How would you like fellow Anglicans (bishops, churches, the average parishioner) to grow in regards to justice and mercy issues?
Please do not see immigrants as threats to America but as souls in need of Christ. Especially in regards to the many new refugees from the Islamic countries, we can be tempted to follow the example of many in our world and treat them as enemies. However, Jesus calls us to love our enemies. Many people from the Muslim world are searching deep in their hearts for a better way but they have heard all kinds of falsehoods about the West. We in the church have an opportunity to present them with the medicine of Christ through our love and kindness. Learn what you can about Islam and the Middle East and then have the courage to break down the walls and extend love. Our generation will be responsible for how we handle this moment.
What are your favorite books related to justice and mercy issues?
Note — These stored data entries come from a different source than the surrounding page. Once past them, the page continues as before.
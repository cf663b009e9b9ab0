//! Database schema definitions and SQL constants.

/// Current schema version for the database.
///
/// Stored in the metadata table and compared on every open.
pub const CURRENT_SCHEMA_VERSION: i32 = 1;

/// Key-value metadata, currently only the schema version.
pub const CREATE_METADATA_TABLE: &str = r"
    CREATE TABLE IF NOT EXISTS metadata (
        key TEXT PRIMARY KEY NOT NULL,
        value TEXT NOT NULL
    )";

/// Registered users. `email` keeps the address as entered; `email_key` holds
/// its lowercase form and carries the uniqueness constraint.
pub const CREATE_USERS_TABLE: &str = r"
    CREATE TABLE IF NOT EXISTS users (
        id INTEGER PRIMARY KEY AUTOINCREMENT,
        name TEXT NOT NULL,
        email TEXT NOT NULL,
        email_key TEXT NOT NULL UNIQUE,
        credential TEXT NOT NULL,
        created_at INTEGER NOT NULL
    )";

/// Room catalogue.
pub const CREATE_ROOMS_TABLE: &str = r"
    CREATE TABLE IF NOT EXISTS rooms (
        id INTEGER PRIMARY KEY AUTOINCREMENT,
        name TEXT NOT NULL UNIQUE,
        category TEXT NOT NULL,
        capacity INTEGER CHECK (capacity IS NULL OR capacity > 0),
        full_day_allowed INTEGER NOT NULL DEFAULT 0
    )";

/// Bookings. Timestamps are local wall-clock milliseconds since the epoch.
pub const CREATE_BOOKINGS_TABLE: &str = r"
    CREATE TABLE IF NOT EXISTS bookings (
        id INTEGER PRIMARY KEY AUTOINCREMENT,
        user_id INTEGER NOT NULL REFERENCES users(id),
        room_id INTEGER NOT NULL REFERENCES rooms(id),
        start_at INTEGER NOT NULL,
        end_at INTEGER NOT NULL,
        full_day INTEGER NOT NULL DEFAULT 0,
        created_at INTEGER NOT NULL,
        CHECK (start_at < end_at)
    )";

/// Supports the per-room overlap probe.
pub const CREATE_BOOKINGS_ROOM_INDEX: &str =
    "CREATE INDEX IF NOT EXISTS idx_bookings_room_window ON bookings(room_id, start_at, end_at)";

/// Supports the next-availability scan.
pub const CREATE_BOOKINGS_END_INDEX: &str =
    "CREATE INDEX IF NOT EXISTS idx_bookings_end ON bookings(end_at)";

/// Message raised by [`CREATE_OVERLAP_TRIGGER`].
pub const OVERLAP_TRIGGER_MESSAGE: &str = "booking overlaps an existing booking for this room";

/// Aborts any insert that would overlap an existing booking on the same room.
pub const CREATE_OVERLAP_TRIGGER: &str = r"
    CREATE TRIGGER IF NOT EXISTS bookings_no_overlap
    BEFORE INSERT ON bookings
    WHEN EXISTS (
        SELECT 1 FROM bookings
        WHERE room_id = NEW.room_id
          AND start_at < NEW.end_at
          AND NEW.start_at < end_at
    )
    BEGIN
        SELECT RAISE(ABORT, 'booking overlaps an existing booking for this room');
    END";

/// SQL statement to select the schema version from the metadata table.
pub const SELECT_SCHEMA_VERSION: &str = "SELECT value FROM metadata WHERE key = 'schema_version'";

/// SQL statement to insert or update the schema version in the metadata table.
pub const INSERT_SCHEMA_VERSION: &str =
    "INSERT OR REPLACE INTO metadata (key, value) VALUES ('schema_version', ?)";

/// SQL statement to insert a room. Shared by single and batch creation.
pub const INSERT_ROOM: &str = r"
    INSERT INTO rooms (name, category, capacity, full_day_allowed)
    VALUES (?1, ?2, ?3, ?4)
";

/// SQL statement to look a room up by name.
pub const SELECT_ROOM_BY_NAME: &str = r"
    SELECT id, name, category, capacity, full_day_allowed
    FROM rooms
    WHERE name = ?1
";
Cry the Beloved Country, Allen Paton Beloved, Toni Morrison The writings of Dorothy Day The Gospel of Matthew The writings of St. Theresa of Calcutta
What are your favorite movies related to justice and mercy issues?
The Mission
What do you wish people knew about justice ministry in general or specific arenas of justice work?
I'll speak specifically about immigration ministry. I wish that people realized how many of the immigrants among us have endured serious traumas that place them in need of healing communities. It breaks my heart that our society is comfortable with allowing immigrant communities to keep to themselves. The brave people who come and live in our nation from other places often have much to teach us and display a strength of spirit that surprises me on a regular basis. They also need advocates. I've been shocked at how difficult it is for people from other countries to navigate life in our country, not only because it is different but because their voices are not taken seriously by those in power.
What would you like to see happen in ACNA in regards to work of justice and mercy?
I would like us to be famous for being a church that not only love the poor but is comprised of the poor.
Tell us a bit about your story and your heart for justice and mercy.
I grew up in a household of two ministries. My father was a Presbyterian pastor at a mid-sized upper middle-class parish and my mother worked with Urban Young Life. When I was in college the Lord gave me a very specific vision to help the church do what the para-church often does. The church should be welcoming people at the margins so that those who benefit from ministry to the least of these can be welcomed into an actual church family. My God's grace that vision has come to fruition through the ministry of Tree of Life Anglican Church.